What happened to the sheer excitement of Appointment Television?
Before the cornucopia of streaming and on demand viewing, many of us GenX'rs recall having a constant date with television destiny. As children, we rushed through homework and dinner as the minutes seemed to wane towards that appointed episode, mini-series, or special movie presentation. Many families shuffled their schedules around those very presentations to ensure the entire family could behold the cinema wonder.
In the earlier times of television, quite a few of us dealt with either black and white television sets or the antenna. Some of us had a few more channels to choose from the radio frequency atmosphere while others, such as myself, had 3 to 4 aerial options. Heaven forbid that we'd be interrupted by the Emergency Broadcast System or the U.S. President wanted to inform the adults and, equally both bore and agitate, the children as they interrupted our television date.
While I cannot speak to any early time frame from the 1970s and further, the late 1970's saw the holiday specials and the television shows where the vehicles became part of the cast. Do you remember yearning to see what stunts the vehicle would perform or the holiday special to see if a new cartoon entered into a holiday skit?
Ah! Saturday morning cartoons were the utopia for children and the parents. While the children vied for their turn at the channel knobs and cereal, the parents were equally embracing the fact they could sleep in while the television babysat us. The enchantment and trance of comic strip characters coming to life or seeing puppets chatting amongst themselves or their human co-star seemed epic. Animals interacting with humans, vehicles chatting with other characters, the imagination was so thrust into creativity and adventure. Not to mention the chipper music that somehow was seared into our minds so that we now, forty-some years later, can still sing the tune to those happy days.
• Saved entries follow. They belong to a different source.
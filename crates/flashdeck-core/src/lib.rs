//! Spaced-repetition scheduling engine for flashdeckd
//!
//! This crate is the heart of flashdeckd, containing:
//! - Review grading and the SM-2 style schedule update
//! - Due-card selection (most overdue first)
//! - Study-session selection (hardest, random, tag), which never mutates
//! - The scheduling service tying these to the store with per-card
//!   optimistic concurrency

mod due;
mod events;
mod review;
mod service;
mod study;

pub use due::*;
pub use events::*;
pub use review::*;
pub use service::*;
pub use study::*;
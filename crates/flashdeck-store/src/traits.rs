//! Store trait definitions

use flashdeck_api::{Card, ScheduleState, Tag};
use flashdeck_util::{CardId, TagId, UserId};

use crate::{AuditEvent, StoreResult};

/// Main store trait.
///
/// Every card and tag lookup is scoped to its owner: a record that exists but
/// belongs to another user is reported exactly like a missing one.
pub trait Store: Send + Sync {
    // Cards

    /// Insert a new card together with its tag links
    fn insert_card(&self, card: &Card) -> StoreResult<()>;

    /// Get a card owned by `user_id`
    fn get_card(&self, user_id: UserId, card_id: CardId) -> StoreResult<Option<Card>>;

    /// All cards owned by `user_id`
    fn list_cards(&self, user_id: UserId) -> StoreResult<Vec<Card>>;

    /// Replace a card's schedule if its version still equals `expected_version`.
    ///
    /// On success the stored version is incremented and `true` is returned.
    /// `false` means the card changed underneath the caller (or vanished).
    fn compare_and_swap_schedule(
        &self,
        user_id: UserId,
        card_id: CardId,
        expected_version: u64,
        schedule: &ScheduleState,
    ) -> StoreResult<bool>;

    /// Delete a card, its schedule and its tag links. Returns whether it existed.
    fn delete_card(&self, user_id: UserId, card_id: CardId) -> StoreResult<bool>;

    // Tags

    fn insert_tag(&self, tag: &Tag) -> StoreResult<()>;

    fn get_tag_by_name(&self, user_id: UserId, name: &str) -> StoreResult<Option<Tag>>;

    /// Tags owned by `user_id` among `tag_ids`; unknown or foreign ids are skipped
    fn get_tags_by_ids(&self, user_id: UserId, tag_ids: &[TagId]) -> StoreResult<Vec<Tag>>;

    /// All tags owned by `user_id`, sorted by name
    fn list_tags(&self, user_id: UserId) -> StoreResult<Vec<Tag>>;

    /// Delete a tag and detach it from every card. Returns whether it existed.
    fn delete_tag(&self, user_id: UserId, tag_id: TagId) -> StoreResult<bool>;

    // Audit log

    /// Append an audit event
    fn append_audit(&self, event: AuditEvent) -> StoreResult<()>;

    /// Get recent audit events, newest first
    fn get_recent_audits(&self, limit: usize) -> StoreResult<Vec<AuditEvent>>;

    // Health

    /// Check if store is healthy
    fn is_healthy(&self) -> bool;
}
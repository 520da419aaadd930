//! Raw configuration schema (as parsed from TOML)

use serde::{Deserialize, Serialize};
use std::path::PathBuf;

/// Raw configuration as parsed from TOML
#[derive(Debug, Clone, Deserialize, Serialize)]
pub struct RawConfig {
    /// Config schema version
    pub config_version: u32,

    /// Daemon settings
    #[serde(default)]
    pub service: RawServiceConfig,

    /// Spaced-repetition tunables
    #[serde(default)]
    pub scheduler: RawSchedulerConfig,

    /// Default sizes for due/study queries
    #[serde(default)]
    pub selection: RawSelectionConfig,

    /// Review write behaviour
    #[serde(default)]
    pub review: RawReviewConfig,
}

/// Daemon-level settings
#[derive(Debug, Clone, Default, Deserialize, Serialize)]
pub struct RawServiceConfig {
    /// IPC socket path
    pub socket_path: Option<PathBuf>,

    /// Data directory for the card database
    pub data_dir: Option<PathBuf>,

    /// Per-client request budget
    pub requests_per_second: Option<u32>,
}

/// Scheduler tunables. Anything left out uses the built-in default.
#[derive(Debug, Clone, Default, Deserialize, Serialize)]
pub struct RawSchedulerConfig {
    pub initial_ease: Option<f64>,
    pub minimum_ease: Option<f64>,
    pub maximum_ease: Option<f64>,
    pub forgot_penalty: Option<f64>,
    pub hard_penalty: Option<f64>,
    pub easy_bonus: Option<f64>,
    pub hard_multiplier: Option<f64>,
    pub relearn_interval_days: Option<u32>,
    pub maximum_interval_days: Option<u32>,
}

#[derive(Debug, Clone, Default, Deserialize, Serialize)]
pub struct RawSelectionConfig {
    pub due_default_limit: Option<u32>,
    pub study_default_limit: Option<u32>,
}

#[derive(Debug, Clone, Default, Deserialize, Serialize)]
pub struct RawReviewConfig {
    /// Attempts at the compare-and-swap write before reporting a conflict
    pub max_attempts: Option<u32>,
}

#[cfg(test)]
mod tests {
    use super::*;

    #[test]
    fn parse_all_sections() {
        let toml_str = r#"
            config_version = 1

            [service]
            socket_path = "/tmp/fd.sock"
            requests_per_second = 10

            [scheduler]
            initial_ease = 2.3
            relearn_interval_days = 1

            [selection]
            study_default_limit = 25

            [review]
            max_attempts = 5
        "#;

        let config: RawConfig = toml::from_str(toml_str).unwrap();
        assert_eq!(config.service.socket_path, Some(PathBuf::from("/tmp/fd.sock")));
        assert_eq!(config.scheduler.initial_ease, Some(2.3));
        assert_eq!(config.scheduler.relearn_interval_days, Some(1));
        assert!(config.scheduler.minimum_ease.is_none());
        assert_eq!(config.selection.study_default_limit, Some(25));
        assert_eq!(config.review.max_attempts, Some(5));
    }

    #[test]
    fn sections_are_optional() {
        let config: RawConfig = toml::from_str("config_version = 1").unwrap();
        assert!(config.service.data_dir.is_none());
        assert!(config.selection.due_default_limit.is_none());
    }
}
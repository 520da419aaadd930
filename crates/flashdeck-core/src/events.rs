//! Core events emitted by the scheduling service

use flashdeck_api::ScheduleState;
use flashdeck_util::{CardId, UserId};

use crate::Rating;

/// Events emitted by the scheduling service after a committed change
#[derive(Debug, Clone)]
pub enum CoreEvent {
    /// A review committed a new schedule
    CardReviewed {
        user_id: UserId,
        card_id: CardId,
        rating: Rating,
        interval_before: u32,
        schedule: ScheduleState,
    },

    CardCreated {
        user_id: UserId,
        card_id: CardId,
    },

    CardDeleted {
        user_id: UserId,
        card_id: CardId,
    },
}

impl CoreEvent {
    /// User whose data changed
    pub fn user_id(&self) -> UserId {
        match self {
            CoreEvent::CardReviewed { user_id, .. }
            | CoreEvent::CardCreated { user_id, .. }
            | CoreEvent::CardDeleted { user_id, .. } => *user_id,
        }
    }
}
The specials that stick out to me were the Christmas specials and the occasional Wonderful World of Disney. Watching Charlie Brown's frail pine tree, Frosty saying "Happy Birthday," a quaint snowman telling the tale of Rudolph; these were a few of the endearing and wintry memories. Watching Disney's Halloween Treat in the mid-1980s:
Even the "must-shows" such as the Wizard of Oz that annually appeared and became a tradition to captivate the family while munching on popcorn or other snacks. The day of appointment television has disappeared yet it lives, fondly, in our memories.